WHAT IS BEING ASKED –
Your response should contain each line of the data that includes "example".

DATASET EXCERPTS –
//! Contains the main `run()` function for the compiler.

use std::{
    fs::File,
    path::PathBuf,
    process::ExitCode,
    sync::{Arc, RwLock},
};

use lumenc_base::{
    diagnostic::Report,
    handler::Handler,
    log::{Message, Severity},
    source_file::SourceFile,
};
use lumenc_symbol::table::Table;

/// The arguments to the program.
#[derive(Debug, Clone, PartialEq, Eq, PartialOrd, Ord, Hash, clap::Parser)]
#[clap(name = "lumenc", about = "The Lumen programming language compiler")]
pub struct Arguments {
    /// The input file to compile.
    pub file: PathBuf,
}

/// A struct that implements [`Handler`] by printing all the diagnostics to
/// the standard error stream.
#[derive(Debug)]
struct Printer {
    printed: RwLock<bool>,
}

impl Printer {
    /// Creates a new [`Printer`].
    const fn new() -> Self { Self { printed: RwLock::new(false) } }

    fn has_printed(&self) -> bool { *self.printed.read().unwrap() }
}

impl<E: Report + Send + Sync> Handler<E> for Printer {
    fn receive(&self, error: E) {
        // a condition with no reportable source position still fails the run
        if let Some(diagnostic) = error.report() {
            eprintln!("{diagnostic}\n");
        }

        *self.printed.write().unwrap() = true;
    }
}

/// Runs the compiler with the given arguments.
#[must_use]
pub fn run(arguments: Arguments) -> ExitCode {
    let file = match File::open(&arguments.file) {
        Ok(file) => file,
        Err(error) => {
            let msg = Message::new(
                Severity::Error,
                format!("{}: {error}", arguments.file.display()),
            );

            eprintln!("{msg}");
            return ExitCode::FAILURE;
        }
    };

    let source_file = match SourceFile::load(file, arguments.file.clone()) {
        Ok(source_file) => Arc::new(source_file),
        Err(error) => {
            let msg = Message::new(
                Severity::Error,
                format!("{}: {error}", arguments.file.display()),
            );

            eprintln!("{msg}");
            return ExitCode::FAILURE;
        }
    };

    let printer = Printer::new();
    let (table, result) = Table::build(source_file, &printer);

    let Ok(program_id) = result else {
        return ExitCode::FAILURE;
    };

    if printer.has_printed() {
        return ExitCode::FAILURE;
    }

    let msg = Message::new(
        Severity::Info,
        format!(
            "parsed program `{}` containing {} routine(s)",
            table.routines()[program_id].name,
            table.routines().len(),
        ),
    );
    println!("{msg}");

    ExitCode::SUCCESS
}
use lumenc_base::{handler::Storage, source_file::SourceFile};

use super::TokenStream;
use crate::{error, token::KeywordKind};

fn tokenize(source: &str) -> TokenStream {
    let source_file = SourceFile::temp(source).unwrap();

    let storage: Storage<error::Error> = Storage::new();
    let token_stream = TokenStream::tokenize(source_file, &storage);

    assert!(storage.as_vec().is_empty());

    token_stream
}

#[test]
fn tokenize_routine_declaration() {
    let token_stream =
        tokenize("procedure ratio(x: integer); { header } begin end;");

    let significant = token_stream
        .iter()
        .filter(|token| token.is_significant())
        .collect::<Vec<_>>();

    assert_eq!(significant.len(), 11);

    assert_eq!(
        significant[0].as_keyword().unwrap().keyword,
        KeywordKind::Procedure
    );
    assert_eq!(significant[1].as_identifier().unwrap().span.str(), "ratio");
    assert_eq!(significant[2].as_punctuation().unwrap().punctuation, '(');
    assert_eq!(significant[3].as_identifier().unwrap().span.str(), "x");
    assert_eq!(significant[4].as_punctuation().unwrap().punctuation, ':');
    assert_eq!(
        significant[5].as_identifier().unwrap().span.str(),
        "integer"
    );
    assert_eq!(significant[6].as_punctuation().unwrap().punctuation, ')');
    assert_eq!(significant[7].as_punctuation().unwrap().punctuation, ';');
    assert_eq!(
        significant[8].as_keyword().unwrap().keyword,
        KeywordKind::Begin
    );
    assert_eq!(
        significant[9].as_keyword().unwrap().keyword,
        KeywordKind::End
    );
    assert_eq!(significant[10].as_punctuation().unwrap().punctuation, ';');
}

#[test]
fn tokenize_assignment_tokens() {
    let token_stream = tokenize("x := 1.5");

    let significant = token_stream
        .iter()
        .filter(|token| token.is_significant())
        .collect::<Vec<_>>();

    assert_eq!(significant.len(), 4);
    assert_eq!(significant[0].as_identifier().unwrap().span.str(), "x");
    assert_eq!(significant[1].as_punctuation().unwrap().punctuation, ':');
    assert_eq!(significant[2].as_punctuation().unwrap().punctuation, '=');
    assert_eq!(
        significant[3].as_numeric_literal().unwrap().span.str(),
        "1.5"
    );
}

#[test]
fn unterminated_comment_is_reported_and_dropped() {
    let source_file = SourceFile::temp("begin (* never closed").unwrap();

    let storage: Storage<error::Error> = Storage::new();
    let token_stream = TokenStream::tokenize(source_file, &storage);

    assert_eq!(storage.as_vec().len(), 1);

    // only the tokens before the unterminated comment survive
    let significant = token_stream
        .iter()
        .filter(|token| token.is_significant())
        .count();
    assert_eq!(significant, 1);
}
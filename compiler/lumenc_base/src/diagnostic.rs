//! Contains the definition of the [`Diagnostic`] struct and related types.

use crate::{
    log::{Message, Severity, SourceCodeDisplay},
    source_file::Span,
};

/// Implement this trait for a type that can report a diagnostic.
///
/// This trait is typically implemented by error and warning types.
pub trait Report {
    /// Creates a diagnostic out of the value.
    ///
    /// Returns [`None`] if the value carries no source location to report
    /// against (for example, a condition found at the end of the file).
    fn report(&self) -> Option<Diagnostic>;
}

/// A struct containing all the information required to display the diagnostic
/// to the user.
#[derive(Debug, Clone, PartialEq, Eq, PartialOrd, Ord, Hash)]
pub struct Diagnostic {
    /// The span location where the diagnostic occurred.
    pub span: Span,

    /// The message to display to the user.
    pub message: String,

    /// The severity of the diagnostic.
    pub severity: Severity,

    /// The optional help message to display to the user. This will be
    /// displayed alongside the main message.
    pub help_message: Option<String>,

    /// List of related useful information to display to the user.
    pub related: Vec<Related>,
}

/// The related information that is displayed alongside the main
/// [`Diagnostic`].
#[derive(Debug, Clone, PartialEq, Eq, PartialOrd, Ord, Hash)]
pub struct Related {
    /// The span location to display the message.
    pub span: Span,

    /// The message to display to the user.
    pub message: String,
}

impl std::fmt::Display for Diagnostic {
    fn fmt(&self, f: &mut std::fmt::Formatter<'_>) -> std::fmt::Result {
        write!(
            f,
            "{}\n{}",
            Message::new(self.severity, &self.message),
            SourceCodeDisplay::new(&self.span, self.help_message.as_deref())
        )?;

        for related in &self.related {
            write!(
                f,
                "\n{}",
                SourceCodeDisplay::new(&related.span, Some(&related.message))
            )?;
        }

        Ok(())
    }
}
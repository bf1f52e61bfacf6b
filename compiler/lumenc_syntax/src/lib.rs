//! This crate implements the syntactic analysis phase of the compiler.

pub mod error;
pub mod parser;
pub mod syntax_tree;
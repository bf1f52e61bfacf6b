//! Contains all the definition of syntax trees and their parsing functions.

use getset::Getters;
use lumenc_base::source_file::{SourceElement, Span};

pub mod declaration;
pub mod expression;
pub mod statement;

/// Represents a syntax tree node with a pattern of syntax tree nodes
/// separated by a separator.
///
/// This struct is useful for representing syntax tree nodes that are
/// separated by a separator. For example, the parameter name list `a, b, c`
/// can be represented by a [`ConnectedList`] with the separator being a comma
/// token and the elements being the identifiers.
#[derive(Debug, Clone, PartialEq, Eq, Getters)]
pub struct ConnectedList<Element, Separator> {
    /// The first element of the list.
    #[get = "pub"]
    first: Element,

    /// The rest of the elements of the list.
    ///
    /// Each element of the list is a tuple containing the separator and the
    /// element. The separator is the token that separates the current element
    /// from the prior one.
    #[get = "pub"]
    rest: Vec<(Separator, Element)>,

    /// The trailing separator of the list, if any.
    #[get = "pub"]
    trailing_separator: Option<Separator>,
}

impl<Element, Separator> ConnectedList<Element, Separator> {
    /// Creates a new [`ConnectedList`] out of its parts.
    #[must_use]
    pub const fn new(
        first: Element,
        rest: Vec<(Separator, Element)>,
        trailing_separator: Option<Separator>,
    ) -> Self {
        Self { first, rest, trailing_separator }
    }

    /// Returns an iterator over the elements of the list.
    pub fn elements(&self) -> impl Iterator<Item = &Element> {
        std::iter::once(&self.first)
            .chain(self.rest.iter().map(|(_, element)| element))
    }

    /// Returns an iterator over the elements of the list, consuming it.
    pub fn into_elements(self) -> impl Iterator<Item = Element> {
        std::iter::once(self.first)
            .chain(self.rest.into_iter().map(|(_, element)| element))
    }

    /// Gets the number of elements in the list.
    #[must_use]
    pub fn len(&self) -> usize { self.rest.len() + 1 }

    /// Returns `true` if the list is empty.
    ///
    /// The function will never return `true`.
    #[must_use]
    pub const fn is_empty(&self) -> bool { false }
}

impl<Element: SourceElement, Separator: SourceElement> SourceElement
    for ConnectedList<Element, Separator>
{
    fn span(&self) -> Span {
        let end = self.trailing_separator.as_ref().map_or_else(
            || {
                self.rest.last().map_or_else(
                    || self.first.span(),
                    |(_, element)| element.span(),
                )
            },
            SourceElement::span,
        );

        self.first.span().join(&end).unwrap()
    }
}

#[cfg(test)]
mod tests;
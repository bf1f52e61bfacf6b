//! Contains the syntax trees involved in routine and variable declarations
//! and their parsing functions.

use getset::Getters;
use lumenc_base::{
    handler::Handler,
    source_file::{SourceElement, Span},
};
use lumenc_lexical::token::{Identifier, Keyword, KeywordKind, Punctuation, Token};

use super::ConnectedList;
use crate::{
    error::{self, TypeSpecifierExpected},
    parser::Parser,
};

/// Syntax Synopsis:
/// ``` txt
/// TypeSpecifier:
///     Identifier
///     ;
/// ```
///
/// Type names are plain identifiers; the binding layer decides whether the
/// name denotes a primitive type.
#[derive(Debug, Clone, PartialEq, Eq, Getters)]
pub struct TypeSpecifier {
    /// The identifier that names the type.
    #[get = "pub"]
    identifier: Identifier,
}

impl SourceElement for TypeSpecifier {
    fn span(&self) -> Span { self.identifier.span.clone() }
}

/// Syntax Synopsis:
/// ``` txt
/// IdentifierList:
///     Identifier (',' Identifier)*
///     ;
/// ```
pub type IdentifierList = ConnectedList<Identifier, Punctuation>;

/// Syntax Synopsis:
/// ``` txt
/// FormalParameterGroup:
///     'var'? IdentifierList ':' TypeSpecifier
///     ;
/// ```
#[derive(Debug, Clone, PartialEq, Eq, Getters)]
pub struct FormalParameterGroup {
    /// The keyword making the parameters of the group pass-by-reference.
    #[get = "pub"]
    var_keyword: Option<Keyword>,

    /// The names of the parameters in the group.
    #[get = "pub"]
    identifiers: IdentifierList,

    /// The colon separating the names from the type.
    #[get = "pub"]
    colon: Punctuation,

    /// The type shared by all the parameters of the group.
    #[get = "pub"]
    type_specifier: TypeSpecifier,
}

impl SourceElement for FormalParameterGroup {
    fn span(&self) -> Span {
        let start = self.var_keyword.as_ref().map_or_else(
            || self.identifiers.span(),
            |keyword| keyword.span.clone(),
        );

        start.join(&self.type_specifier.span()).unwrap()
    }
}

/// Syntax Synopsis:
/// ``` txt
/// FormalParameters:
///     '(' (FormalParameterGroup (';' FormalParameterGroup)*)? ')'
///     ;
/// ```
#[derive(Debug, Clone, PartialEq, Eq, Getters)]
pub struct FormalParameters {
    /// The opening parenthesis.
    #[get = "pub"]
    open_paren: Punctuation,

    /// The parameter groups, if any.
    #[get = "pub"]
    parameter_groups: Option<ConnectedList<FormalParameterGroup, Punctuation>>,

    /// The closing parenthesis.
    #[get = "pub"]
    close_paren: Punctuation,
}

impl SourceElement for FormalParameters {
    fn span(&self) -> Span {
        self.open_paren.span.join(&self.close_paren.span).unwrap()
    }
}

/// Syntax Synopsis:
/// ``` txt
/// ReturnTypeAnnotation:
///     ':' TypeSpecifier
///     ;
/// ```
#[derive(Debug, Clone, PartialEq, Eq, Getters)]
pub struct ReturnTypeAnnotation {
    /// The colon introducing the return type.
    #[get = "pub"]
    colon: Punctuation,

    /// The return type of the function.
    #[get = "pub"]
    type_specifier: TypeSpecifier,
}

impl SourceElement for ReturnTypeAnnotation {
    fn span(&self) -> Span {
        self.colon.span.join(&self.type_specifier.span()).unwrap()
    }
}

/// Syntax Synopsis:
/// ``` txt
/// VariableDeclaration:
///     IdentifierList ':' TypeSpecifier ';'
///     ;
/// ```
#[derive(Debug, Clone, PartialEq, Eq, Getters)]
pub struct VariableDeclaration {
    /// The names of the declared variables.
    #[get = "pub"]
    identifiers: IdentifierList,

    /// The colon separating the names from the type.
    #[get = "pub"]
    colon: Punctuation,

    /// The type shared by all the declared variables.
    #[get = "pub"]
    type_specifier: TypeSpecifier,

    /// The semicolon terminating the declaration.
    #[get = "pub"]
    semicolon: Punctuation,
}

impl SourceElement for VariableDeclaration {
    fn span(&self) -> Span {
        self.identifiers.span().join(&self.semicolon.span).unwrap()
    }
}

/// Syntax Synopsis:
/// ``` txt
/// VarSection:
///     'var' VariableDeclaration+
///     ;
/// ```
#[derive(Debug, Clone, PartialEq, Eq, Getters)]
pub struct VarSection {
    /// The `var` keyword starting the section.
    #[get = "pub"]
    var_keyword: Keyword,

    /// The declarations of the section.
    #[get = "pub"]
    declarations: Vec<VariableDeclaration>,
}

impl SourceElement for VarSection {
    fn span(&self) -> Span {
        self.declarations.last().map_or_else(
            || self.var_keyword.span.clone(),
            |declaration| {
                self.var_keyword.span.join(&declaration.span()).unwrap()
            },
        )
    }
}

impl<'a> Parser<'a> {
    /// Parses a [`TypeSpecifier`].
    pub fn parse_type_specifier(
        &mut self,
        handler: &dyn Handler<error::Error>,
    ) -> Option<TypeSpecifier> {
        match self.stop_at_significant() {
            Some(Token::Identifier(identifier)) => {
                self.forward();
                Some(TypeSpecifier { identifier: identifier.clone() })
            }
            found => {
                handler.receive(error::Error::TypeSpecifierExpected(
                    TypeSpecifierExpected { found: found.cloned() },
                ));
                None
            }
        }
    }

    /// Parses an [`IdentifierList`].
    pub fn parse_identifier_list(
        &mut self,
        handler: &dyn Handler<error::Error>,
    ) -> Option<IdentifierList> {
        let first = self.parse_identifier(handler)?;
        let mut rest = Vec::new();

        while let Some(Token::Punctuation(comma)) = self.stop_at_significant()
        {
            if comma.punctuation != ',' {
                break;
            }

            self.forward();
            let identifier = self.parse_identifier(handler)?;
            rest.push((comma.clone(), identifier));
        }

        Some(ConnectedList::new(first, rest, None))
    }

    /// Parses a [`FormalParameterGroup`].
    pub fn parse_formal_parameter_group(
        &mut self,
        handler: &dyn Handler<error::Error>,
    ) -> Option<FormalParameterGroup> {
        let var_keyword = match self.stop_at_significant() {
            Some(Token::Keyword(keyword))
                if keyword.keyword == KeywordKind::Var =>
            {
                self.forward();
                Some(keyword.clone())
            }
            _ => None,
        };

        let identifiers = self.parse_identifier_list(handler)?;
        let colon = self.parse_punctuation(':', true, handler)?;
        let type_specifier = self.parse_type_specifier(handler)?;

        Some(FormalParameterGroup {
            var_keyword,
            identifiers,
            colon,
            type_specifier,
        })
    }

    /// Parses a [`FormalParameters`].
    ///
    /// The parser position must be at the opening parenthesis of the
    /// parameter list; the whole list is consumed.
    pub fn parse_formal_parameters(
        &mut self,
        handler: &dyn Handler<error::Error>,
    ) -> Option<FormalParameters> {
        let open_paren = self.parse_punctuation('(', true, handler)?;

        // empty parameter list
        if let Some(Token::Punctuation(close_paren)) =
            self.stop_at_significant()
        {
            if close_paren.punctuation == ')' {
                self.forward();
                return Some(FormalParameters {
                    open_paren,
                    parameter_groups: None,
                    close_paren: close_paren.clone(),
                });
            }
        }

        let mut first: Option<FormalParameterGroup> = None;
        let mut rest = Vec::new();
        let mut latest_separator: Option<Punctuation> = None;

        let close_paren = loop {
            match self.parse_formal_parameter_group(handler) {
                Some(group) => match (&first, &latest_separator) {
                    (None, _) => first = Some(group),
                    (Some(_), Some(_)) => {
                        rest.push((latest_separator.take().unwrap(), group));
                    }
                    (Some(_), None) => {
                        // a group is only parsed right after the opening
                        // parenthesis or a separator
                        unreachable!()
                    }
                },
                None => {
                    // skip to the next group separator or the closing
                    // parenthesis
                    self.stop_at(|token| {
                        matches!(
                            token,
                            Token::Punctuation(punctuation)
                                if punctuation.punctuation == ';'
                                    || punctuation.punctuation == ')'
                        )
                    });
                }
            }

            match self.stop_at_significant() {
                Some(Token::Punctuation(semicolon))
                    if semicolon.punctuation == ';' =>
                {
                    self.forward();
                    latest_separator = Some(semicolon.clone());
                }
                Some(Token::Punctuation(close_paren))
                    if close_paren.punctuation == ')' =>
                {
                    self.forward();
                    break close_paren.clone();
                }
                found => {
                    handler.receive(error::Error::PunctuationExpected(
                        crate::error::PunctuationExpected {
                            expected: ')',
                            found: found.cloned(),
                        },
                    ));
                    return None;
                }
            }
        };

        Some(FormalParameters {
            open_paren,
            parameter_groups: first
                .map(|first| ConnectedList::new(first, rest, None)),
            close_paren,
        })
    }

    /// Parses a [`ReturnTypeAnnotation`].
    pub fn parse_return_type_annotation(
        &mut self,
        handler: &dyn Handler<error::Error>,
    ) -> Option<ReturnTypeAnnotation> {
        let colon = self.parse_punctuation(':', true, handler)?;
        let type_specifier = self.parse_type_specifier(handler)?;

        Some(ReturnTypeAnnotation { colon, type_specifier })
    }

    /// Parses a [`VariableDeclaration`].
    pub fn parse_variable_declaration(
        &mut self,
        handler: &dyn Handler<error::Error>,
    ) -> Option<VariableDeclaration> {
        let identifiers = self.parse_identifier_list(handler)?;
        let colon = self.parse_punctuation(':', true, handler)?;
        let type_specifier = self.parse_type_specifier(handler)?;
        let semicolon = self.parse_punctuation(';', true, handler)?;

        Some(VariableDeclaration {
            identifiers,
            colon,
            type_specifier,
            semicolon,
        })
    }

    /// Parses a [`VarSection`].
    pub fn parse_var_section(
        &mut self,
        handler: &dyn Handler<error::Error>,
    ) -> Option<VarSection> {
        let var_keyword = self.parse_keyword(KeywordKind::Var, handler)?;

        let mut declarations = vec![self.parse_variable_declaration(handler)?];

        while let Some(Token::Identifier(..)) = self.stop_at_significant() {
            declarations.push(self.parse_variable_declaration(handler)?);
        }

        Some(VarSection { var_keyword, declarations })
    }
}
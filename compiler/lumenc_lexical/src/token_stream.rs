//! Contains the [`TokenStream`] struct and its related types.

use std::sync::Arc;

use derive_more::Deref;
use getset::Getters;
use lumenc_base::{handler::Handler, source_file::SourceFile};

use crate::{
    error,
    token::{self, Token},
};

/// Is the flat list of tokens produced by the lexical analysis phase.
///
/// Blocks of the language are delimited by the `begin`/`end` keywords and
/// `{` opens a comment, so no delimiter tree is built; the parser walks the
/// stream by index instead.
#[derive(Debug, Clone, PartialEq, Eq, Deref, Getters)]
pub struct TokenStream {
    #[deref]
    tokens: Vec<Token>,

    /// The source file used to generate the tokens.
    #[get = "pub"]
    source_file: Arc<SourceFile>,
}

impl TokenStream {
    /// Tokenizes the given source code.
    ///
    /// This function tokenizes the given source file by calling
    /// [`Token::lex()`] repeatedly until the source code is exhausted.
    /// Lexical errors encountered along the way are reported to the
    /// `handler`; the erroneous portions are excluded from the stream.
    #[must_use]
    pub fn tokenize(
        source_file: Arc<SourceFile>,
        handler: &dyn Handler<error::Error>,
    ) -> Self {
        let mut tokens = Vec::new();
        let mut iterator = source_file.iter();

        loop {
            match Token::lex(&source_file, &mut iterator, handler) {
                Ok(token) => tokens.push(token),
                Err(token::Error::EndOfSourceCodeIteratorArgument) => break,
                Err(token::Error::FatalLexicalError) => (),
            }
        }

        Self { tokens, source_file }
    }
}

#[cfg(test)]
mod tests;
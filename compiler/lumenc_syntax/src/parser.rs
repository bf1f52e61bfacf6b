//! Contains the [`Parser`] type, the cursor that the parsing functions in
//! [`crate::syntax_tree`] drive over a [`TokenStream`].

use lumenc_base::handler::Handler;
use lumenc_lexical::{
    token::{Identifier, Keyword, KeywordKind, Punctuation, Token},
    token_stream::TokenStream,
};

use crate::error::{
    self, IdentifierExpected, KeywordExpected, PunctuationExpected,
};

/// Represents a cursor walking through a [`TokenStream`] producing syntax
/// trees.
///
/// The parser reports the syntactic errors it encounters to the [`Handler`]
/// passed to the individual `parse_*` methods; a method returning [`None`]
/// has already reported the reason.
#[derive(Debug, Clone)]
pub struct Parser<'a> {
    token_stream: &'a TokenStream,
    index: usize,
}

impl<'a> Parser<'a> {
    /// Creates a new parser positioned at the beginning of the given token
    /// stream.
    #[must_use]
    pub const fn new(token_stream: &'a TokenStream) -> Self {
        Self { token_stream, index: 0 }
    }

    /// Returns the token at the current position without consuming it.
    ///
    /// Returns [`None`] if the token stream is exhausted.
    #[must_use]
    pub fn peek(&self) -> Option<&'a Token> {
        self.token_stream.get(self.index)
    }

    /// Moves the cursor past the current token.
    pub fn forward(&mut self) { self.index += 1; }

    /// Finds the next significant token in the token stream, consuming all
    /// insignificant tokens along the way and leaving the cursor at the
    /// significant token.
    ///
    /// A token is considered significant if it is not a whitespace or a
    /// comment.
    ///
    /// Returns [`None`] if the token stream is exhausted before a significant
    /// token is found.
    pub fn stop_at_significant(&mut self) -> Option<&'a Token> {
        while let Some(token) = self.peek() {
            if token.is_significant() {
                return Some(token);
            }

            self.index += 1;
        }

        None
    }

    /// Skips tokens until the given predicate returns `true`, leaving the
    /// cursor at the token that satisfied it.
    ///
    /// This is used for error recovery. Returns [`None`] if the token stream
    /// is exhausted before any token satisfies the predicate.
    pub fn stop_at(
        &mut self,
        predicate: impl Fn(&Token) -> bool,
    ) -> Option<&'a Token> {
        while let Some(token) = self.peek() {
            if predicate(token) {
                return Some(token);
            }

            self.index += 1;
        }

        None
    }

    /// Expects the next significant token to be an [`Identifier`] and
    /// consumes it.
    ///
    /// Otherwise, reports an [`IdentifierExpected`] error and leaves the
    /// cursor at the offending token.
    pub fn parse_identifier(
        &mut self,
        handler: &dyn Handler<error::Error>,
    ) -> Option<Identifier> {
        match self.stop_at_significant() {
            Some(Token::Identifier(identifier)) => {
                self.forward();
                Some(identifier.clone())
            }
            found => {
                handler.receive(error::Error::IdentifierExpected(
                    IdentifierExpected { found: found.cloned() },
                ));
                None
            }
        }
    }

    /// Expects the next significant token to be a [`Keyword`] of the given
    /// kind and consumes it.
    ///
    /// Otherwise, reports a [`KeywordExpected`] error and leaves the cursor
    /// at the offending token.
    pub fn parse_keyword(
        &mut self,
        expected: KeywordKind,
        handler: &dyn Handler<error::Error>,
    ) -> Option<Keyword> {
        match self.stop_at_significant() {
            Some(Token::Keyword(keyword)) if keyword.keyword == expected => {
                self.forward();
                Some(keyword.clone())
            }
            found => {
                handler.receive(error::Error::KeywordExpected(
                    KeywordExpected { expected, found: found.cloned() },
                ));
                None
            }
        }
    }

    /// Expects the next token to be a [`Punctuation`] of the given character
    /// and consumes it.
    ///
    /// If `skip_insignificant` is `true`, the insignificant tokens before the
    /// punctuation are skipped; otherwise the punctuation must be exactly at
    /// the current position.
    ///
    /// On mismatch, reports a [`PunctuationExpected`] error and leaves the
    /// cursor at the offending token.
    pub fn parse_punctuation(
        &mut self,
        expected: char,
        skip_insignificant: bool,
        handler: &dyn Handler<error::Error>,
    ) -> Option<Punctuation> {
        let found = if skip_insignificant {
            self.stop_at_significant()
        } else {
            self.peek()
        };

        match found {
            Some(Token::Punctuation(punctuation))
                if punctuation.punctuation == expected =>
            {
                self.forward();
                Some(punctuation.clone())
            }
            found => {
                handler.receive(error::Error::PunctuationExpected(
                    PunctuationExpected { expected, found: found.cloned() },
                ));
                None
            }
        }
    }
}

FINISHED TASK –
    /// against (for example, a condition found at the end of the file).
/// separated by a separator. For example, the parameter name list `a, b, c`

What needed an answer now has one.